++++ Information

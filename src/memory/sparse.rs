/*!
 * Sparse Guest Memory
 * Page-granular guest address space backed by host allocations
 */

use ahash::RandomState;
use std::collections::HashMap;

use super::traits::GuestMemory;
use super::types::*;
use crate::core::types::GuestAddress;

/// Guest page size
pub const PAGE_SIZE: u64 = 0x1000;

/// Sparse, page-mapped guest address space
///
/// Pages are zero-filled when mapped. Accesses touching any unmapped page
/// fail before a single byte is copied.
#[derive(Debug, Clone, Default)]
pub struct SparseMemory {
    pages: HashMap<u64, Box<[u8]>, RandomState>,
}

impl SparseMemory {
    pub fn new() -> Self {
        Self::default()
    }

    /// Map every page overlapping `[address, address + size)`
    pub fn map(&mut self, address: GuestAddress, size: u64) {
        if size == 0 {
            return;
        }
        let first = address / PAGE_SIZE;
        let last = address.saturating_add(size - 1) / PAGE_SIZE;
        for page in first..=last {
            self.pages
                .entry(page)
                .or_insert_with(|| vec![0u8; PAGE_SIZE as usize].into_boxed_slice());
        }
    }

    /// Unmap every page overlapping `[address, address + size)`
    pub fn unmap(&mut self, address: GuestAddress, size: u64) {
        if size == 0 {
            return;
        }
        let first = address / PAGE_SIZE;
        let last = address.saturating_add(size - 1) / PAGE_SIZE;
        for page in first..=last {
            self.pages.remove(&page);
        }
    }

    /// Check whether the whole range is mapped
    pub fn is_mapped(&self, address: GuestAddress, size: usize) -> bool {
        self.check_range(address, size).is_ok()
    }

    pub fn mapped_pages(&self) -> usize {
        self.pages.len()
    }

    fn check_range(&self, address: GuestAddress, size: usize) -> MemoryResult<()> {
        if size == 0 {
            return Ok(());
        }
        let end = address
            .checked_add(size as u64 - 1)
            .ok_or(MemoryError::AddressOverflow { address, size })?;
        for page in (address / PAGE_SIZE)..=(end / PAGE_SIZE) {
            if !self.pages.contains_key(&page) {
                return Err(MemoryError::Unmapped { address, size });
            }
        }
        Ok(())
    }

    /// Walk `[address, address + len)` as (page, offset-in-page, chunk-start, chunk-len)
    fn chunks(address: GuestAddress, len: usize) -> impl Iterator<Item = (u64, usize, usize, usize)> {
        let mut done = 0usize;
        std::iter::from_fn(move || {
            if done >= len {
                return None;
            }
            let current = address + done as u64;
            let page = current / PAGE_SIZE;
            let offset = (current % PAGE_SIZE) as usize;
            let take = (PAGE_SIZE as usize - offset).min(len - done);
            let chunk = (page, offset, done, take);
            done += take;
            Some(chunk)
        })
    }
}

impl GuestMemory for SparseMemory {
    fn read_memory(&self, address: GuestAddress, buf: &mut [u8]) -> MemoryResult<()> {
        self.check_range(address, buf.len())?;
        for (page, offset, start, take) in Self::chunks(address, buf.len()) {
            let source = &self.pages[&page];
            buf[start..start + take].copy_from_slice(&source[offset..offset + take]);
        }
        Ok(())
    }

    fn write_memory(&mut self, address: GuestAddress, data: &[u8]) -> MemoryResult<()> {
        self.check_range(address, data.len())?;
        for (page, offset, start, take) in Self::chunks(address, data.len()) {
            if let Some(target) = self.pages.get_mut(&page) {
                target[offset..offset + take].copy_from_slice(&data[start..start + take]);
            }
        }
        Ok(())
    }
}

++++++++
++++ Information

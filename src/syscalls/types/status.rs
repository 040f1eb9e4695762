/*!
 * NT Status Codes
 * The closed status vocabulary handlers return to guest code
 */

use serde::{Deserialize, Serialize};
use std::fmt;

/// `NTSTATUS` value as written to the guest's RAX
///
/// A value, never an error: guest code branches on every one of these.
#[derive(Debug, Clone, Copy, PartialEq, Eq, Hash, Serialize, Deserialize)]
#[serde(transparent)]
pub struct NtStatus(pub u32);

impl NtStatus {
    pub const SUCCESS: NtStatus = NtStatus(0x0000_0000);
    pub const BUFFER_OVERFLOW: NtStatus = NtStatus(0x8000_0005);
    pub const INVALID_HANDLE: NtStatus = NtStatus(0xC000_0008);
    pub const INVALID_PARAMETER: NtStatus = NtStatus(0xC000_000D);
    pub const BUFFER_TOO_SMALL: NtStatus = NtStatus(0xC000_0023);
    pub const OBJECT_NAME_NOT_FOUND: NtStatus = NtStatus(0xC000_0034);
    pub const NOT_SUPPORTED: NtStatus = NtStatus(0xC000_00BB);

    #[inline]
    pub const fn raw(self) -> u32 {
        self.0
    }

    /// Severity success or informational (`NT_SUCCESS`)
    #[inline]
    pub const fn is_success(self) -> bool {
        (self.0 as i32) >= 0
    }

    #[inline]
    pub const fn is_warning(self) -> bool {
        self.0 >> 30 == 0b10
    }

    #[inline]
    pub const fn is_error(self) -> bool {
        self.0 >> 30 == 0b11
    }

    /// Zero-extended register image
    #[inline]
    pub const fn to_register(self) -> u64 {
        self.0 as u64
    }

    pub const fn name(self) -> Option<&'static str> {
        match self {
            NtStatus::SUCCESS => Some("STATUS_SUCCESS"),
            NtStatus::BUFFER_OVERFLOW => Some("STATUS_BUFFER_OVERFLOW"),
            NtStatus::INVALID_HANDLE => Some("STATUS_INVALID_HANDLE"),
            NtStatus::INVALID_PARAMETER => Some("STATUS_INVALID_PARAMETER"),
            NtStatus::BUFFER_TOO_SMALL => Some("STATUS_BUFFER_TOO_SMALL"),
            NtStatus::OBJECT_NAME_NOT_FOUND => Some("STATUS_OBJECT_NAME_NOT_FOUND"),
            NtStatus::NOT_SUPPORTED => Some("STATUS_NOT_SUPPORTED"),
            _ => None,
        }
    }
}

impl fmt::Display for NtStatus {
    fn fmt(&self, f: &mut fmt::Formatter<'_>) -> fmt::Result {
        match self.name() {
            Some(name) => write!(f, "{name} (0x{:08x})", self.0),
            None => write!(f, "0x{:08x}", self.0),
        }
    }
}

++++++++

*What the exercise asks*: From the data above, output exactly the lines between the one containing "pub fn new()" and the one containing "pub fn unmap(&mut", counting both of them.

*Response to the exercise*:
    pub fn new() -> Self {
        Self::default()
    }

    /// Map every page overlapping `[address, address + size)`
    pub fn map(&mut self, address: GuestAddress, size: u64) {
        if size == 0 {
            return;
        }
        let first = address / PAGE_SIZE;
        let last = address.saturating_add(size - 1) / PAGE_SIZE;
        for page in first..=last {
            self.pages
                .entry(page)
                .or_insert_with(|| vec![0u8; PAGE_SIZE as usize].into_boxed_slice());
        }
    }

    /// Unmap every page overlapping `[address, address + size)`
    pub fn unmap(&mut self, address: GuestAddress, size: u64) {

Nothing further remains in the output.